What's the argument that these should be considered part of "fed_aid_recvd"?

Hmm, wish I had more time to play with this, but my first impression, aside from tax progressivity, is about population density -- densely-populated states are net payers; sparsely populated states are net gainers, as a general tendency.

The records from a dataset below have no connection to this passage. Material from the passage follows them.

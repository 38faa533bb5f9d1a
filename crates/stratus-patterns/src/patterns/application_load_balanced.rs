//! An ECS service behind an application load balancer.

use stratus_common::error::Result;
use stratus_synth::tree::{ConstructTree, NodeId};

use super::{
    ServiceOptions, TaskSetup, TaskSizing, add_dns_output, add_domain_record, add_url_output,
    base_service_options, desired_count, map_ports, prepare_task, resolve_cluster,
};
use crate::resources::acm::{Certificate, CertificateValidation};
use crate::resources::ec2::{Peer, SecurityGroup};
use crate::resources::ecs::{
    BaseService, BaseServiceOptions, Cluster, Ec2Service, FargateService, FargateServiceProps, LaunchType, TaskDefinition,
};
use crate::resources::elbv2::{
    ApplicationListener, ApplicationListenerProps, ApplicationLoadBalancer, ApplicationTargetGroup,
    HealthCheck, LoadBalancerProps, Protocol, RedirectOptions, TargetGroupProps,
};
use crate::resources::route53::HostedZone;

/// Options of the load balancing side.
#[derive(Debug, Clone)]
pub struct ApplicationLoadBalancedServiceBaseProps {
    /// Service and task options.
    pub service: ServiceOptions,
    /// Listener protocol. HTTPS when a certificate is given, HTTP otherwise.
    pub protocol: Option<Protocol>,
    /// Listener port. Defaults to the protocol's well-known port.
    pub listener_port: Option<u16>,
    /// Protocol between the load balancer and the tasks. Defaults to HTTP.
    pub target_protocol: Option<Protocol>,
    /// Listener certificate. Requested from ACM for HTTPS when absent.
    pub certificate: Option<Certificate>,
    /// TLS negotiation policy.
    pub ssl_policy: Option<String>,
    /// Custom domain for the service.
    pub domain_name: Option<String>,
    /// Zone hosting `domain_name`.
    pub domain_zone: Option<HostedZone>,
    /// Add a port 80 listener that redirects to HTTPS.
    pub redirect_http: bool,
    /// Admit traffic from anywhere on the listener port. Defaults to `true`.
    pub open_listener: bool,
    /// Internet-facing load balancer. Defaults to `true`.
    pub public_load_balancer: bool,
    /// Existing load balancer to use instead of a new one.
    pub load_balancer: Option<ApplicationLoadBalancer>,
    /// Name of the new load balancer.
    pub load_balancer_name: Option<String>,
    /// Idle timeout of the new load balancer.
    pub idle_timeout_secs: Option<u32>,
    /// Target group health check.
    pub health_check: Option<HealthCheck>,
}

impl Default for ApplicationLoadBalancedServiceBaseProps {
    fn default() -> Self {
        Self {
            service: ServiceOptions::default(),
            protocol: None,
            listener_port: None,
            target_protocol: None,
            certificate: None,
            ssl_policy: None,
            domain_name: None,
            domain_zone: None,
            redirect_http: false,
            open_listener: true,
            public_load_balancer: true,
            load_balancer: None,
            load_balancer_name: None,
            idle_timeout_secs: None,
            health_check: None,
        }
    }
}

/// Load balancer, listeners, target group and DNS shared by both flavours.
#[derive(Debug, Clone)]
pub struct ApplicationLoadBalancedServiceBase {
    /// Construct scope.
    pub node: NodeId,
    /// Cluster the service runs in.
    pub cluster: Cluster,
    /// Number of tasks.
    pub desired_count: u32,
    /// Load balancer.
    pub load_balancer: ApplicationLoadBalancer,
    /// Listener receiving client traffic.
    pub listener: ApplicationListener,
    /// HTTP to HTTPS redirect listener, if requested.
    pub redirect_listener: Option<ApplicationListener>,
    /// Target group of the service.
    pub target_group: ApplicationTargetGroup,
    /// Listener certificate (HTTPS only).
    pub certificate: Option<Certificate>,
    /// Custom domain, if one was configured.
    pub domain_name: Option<String>,
}

impl ApplicationLoadBalancedServiceBase {
    /// Creates the load balancing side below a new scope `id`.
    ///
    /// # Errors
    ///
    /// Returns an error for conflicting cluster options, a zero desired
    /// count, a certificate or redirect without HTTPS, HTTPS without a
    /// certificate or a domain to request one for, or a domain without a
    /// zone.
    pub fn new(
        tree: &mut ConstructTree,
        scope: NodeId,
        id: &str,
        props: &ApplicationLoadBalancedServiceBaseProps,
    ) -> Result<Self> {
        let node = tree.add_scope(scope, id)?;
        let desired_count = desired_count(tree, node, &props.service)?;
        let cluster = resolve_cluster(tree, node, &props.service)?;

        if props.certificate.is_some() && props.protocol.is_some_and(|p| p != Protocol::Https) {
            return Err(tree.error(node, "The HTTPS protocol must be used when a certificate is given"));
        }
        let protocol = props.protocol.unwrap_or(if props.certificate.is_some() {
            Protocol::Https
        } else {
            Protocol::Http
        });
        if props.redirect_http && protocol != Protocol::Https {
            return Err(tree.error(node, "The HTTPS protocol must be used when redirecting HTTP traffic"));
        }

        let load_balancer = match props.load_balancer {
            Some(load_balancer) => load_balancer,
            None => ApplicationLoadBalancer::new(
                tree,
                node,
                "LB",
                &LoadBalancerProps {
                    internet_facing: props.public_load_balancer,
                    name: props.load_balancer_name.clone(),
                    idle_timeout_secs: props.idle_timeout_secs,
                    ..LoadBalancerProps::new(cluster.vpc.clone())
                },
            )?,
        };
        let listener = load_balancer.add_listener(
            tree,
            "PublicListener",
            ApplicationListenerProps {
                port: props.listener_port,
                protocol: Some(protocol),
                open: props.open_listener,
                ssl_policy: props.ssl_policy.clone(),
                ..ApplicationListenerProps::default()
            },
        )?;
        let target_group = ApplicationTargetGroup::new(
            tree,
            listener.node,
            "ECSGroup",
            &cluster.vpc,
            &TargetGroupProps {
                protocol: Some(props.target_protocol.unwrap_or(Protocol::Http)),
                health_check: props.health_check.clone(),
                ..TargetGroupProps::default()
            },
        )?;
        listener.add_target_group(tree, "ECS", &target_group, None, &[])?;

        let certificate = if protocol == Protocol::Https {
            let certificate = match &props.certificate {
                Some(certificate) => certificate.clone(),
                None => {
                    let (Some(domain_name), Some(zone)) = (&props.domain_name, &props.domain_zone) else {
                        return Err(tree.error(node, "A domain name and zone is required when using the HTTPS protocol"));
                    };
                    Certificate::new(tree, node, "Certificate", domain_name, &CertificateValidation::Dns(zone.clone()))?
                }
            };
            listener.add_certificates(tree, std::slice::from_ref(&certificate))?;
            Some(certificate)
        } else {
            None
        };

        let redirect_listener = if props.redirect_http {
            Some(load_balancer.add_redirect(
                tree,
                "PublicRedirectListener",
                RedirectOptions {
                    open: props.open_listener,
                    ..RedirectOptions::default()
                },
            )?)
        } else {
            None
        };

        let domain_name = add_domain_record(
            tree,
            node,
            "DNS",
            props.domain_name.as_deref(),
            props.domain_zone.as_ref(),
            &load_balancer.record_target(),
        )?;
        add_dns_output(tree, node, "", load_balancer.dns_name())?;
        add_url_output(tree, node, "", protocol.scheme(), domain_name.as_deref(), load_balancer.dns_name())?;

        tracing::info!(path = %tree.path(node), %protocol, port = listener.port, "built application load balanced service");
        Ok(Self {
            node,
            cluster,
            desired_count,
            load_balancer,
            listener,
            redirect_listener,
            target_group,
            certificate,
            domain_name,
        })
    }

    /// Registers the service's container with the target group.
    ///
    /// The service is ordered after the listener, and the load balancer's
    /// security group may reach the tasks on the container port.
    fn register(&self, tree: &mut ConstructTree, service: &BaseService, task: &TaskSetup) -> Result<()> {
        service.attach_to_target_group(tree, &self.target_group, &task.container_name, task.container_port)?;
        tree.add_dependency(service.node, self.listener.node);
        if let Some(group) = service.security_group {
            allow_from_load_balancer(tree, group, self.load_balancer.security_group, task.container_port)?;
        }
        Ok(())
    }

    fn options_for(&self, props: &ApplicationLoadBalancedServiceBaseProps, task: &TaskSetup) -> BaseServiceOptions {
        base_service_options(&props.service, self.cluster.clone(), task.task_definition, self.desired_count)
    }
}

fn allow_from_load_balancer(
    tree: &mut ConstructTree,
    service_group: SecurityGroup,
    load_balancer_group: SecurityGroup,
    port: u16,
) -> Result<()> {
    service_group.add_ingress(tree, Peer::SecurityGroup(load_balancer_group), port, "Load balancer to target")
}

/// Options of [`ApplicationLoadBalancedEc2Service`].
#[derive(Debug, Clone, Default)]
pub struct ApplicationLoadBalancedEc2ServiceProps {
    /// Load balancing and service options.
    pub base: ApplicationLoadBalancedServiceBaseProps,
    /// Container CPU units.
    pub cpu: Option<u32>,
    /// Container hard memory limit in MiB.
    pub memory_limit_mib: Option<u32>,
    /// Container soft memory limit in MiB.
    pub memory_reservation_mib: Option<u32>,
}

/// An EC2 service behind an application load balancer.
#[derive(Debug, Clone)]
pub struct ApplicationLoadBalancedEc2Service {
    /// Load balancing side.
    pub base: ApplicationLoadBalancedServiceBase,
    /// Task definition the service runs.
    pub task_definition: TaskDefinition,
    /// The service.
    pub service: Ec2Service,
}

impl ApplicationLoadBalancedEc2Service {
    /// Builds the pattern below a new scope `id`.
    ///
    /// # Errors
    ///
    /// Any error of [`ApplicationLoadBalancedServiceBase::new`], an
    /// ambiguous task source, or an invalid service configuration.
    pub fn new(
        tree: &mut ConstructTree,
        scope: NodeId,
        id: &str,
        props: ApplicationLoadBalancedEc2ServiceProps,
    ) -> Result<Self> {
        let base = ApplicationLoadBalancedServiceBase::new(tree, scope, id, &props.base)?;
        let task = prepare_task(
            tree,
            base.node,
            &props.base.service,
            LaunchType::Ec2,
            TaskSizing {
                cpu: props.cpu,
                memory_limit_mib: props.memory_limit_mib,
                memory_reservation_mib: props.memory_reservation_mib,
            },
        )?;
        map_ports(tree, &task.container, &[task.container_port])?;

        let service = Ec2Service::new(tree, base.node, "Service", base.options_for(&props.base, &task))?;
        base.register(tree, &service, &task)?;
        Ok(Self {
            base,
            task_definition: task.task_definition,
            service,
        })
    }
}

/// Options of [`ApplicationLoadBalancedFargateService`].
#[derive(Debug, Clone, Default)]
pub struct ApplicationLoadBalancedFargateServiceProps {
    /// Load balancing and service options.
    pub base: ApplicationLoadBalancedServiceBaseProps,
    /// Task CPU units. Defaults to 256.
    pub cpu: Option<u32>,
    /// Task memory in MiB. Defaults to 512.
    pub memory_limit_mib: Option<u32>,
    /// Give tasks public IPs and run them in public subnets.
    pub assign_public_ip: bool,
    /// Fargate platform version.
    pub platform_version: Option<String>,
    /// Security groups to use instead of a generated one.
    pub security_groups: Vec<SecurityGroup>,
}

/// A Fargate service behind an application load balancer.
#[derive(Debug, Clone)]
pub struct ApplicationLoadBalancedFargateService {
    /// Load balancing side.
    pub base: ApplicationLoadBalancedServiceBase,
    /// Task definition the service runs.
    pub task_definition: TaskDefinition,
    /// The service.
    pub service: FargateService,
}

impl ApplicationLoadBalancedFargateService {
    /// Builds the pattern below a new scope `id`.
    ///
    /// # Errors
    ///
    /// Any error of [`ApplicationLoadBalancedServiceBase::new`], an
    /// ambiguous task source, or an invalid service configuration.
    pub fn new(
        tree: &mut ConstructTree,
        scope: NodeId,
        id: &str,
        props: ApplicationLoadBalancedFargateServiceProps,
    ) -> Result<Self> {
        let base = ApplicationLoadBalancedServiceBase::new(tree, scope, id, &props.base)?;
        let task = prepare_task(
            tree,
            base.node,
            &props.base.service,
            LaunchType::Fargate,
            TaskSizing {
                cpu: props.cpu,
                memory_limit_mib: props.memory_limit_mib,
                memory_reservation_mib: None,
            },
        )?;
        map_ports(tree, &task.container, &[task.container_port])?;

        let mut options = base.options_for(&props.base, &task);
        options.security_groups.clone_from(&props.security_groups);
        let service = FargateService::new(
            tree,
            base.node,
            "Service",
            FargateServiceProps {
                base: options,
                assign_public_ip: props.assign_public_ip,
                platform_version: props.platform_version,
            },
        )?;
        base.register(tree, &service, &task)?;
        for group in &props.security_groups {
            allow_from_load_balancer(tree, *group, base.load_balancer.security_group, task.container_port)?;
        }
        Ok(Self {
            base,
            task_definition: task.task_definition,
            service,
        })
    }
}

Kevin, I did it real quick -- Wife's shoving me out the door. Took census info (latest) for pop ranking, compared to redist ranking. Average absolute difference between ranks is about 12.

Posted a pic here:
http://img157.imageshack.us/img157/529/popvsrdistranknr4.png

Pseudo,

Your comparison is okay, but it measures _absolute_ population, not population density. Here is the comparison between net tax loss and population density (density rankings courtesy of Wikipedia):

Density Rank State Tax Loss Rank
1 New Jersey 1
2 Rhode Island 18
3 Massachusetts 11
4 Connecticut 3
5 Maryland 33
6 New York 9
7 Delaware 7
8 Florida 17
9 Ohio 20
10 Pennsylvania 23
11 Illinois 6
12 California 8
13 Hawaii 39
14 Virginia 41
15 Michigan 14
16 Indiana 21
17 North Carolina 24
18 Georgia 19
19 Tennessee 32
20 New Hampshire 4
21 South Carolina 35
22 Louisiana 47
23 Kentucky 42
24 Wisconsin 12
25 Washington 13
26 Alabama 44
27 Missouri 34
28 Texas 16
29 West Virginia 46
30 Vermont 25
31 Minnesota 5
32 Mississippi 49
33 Iowa 27
34 Arkansas 37
35 Oklahoma 36
36 Arizona 30
37 Colorado 10
38 Maine 38
39 Oregon 15
40 Kansas 29
41 Utah 22
42 Nebraska 26
43 Nevada 2
44 Idaho 31
45 New Mexico 50
46 South Dakota 43
47 North Dakota 45
48 Montana 40
49 Wyoming 28
50 Alaska 48

Well, that was kind of a waste. Different numbers, same result. The average difference is just under 12.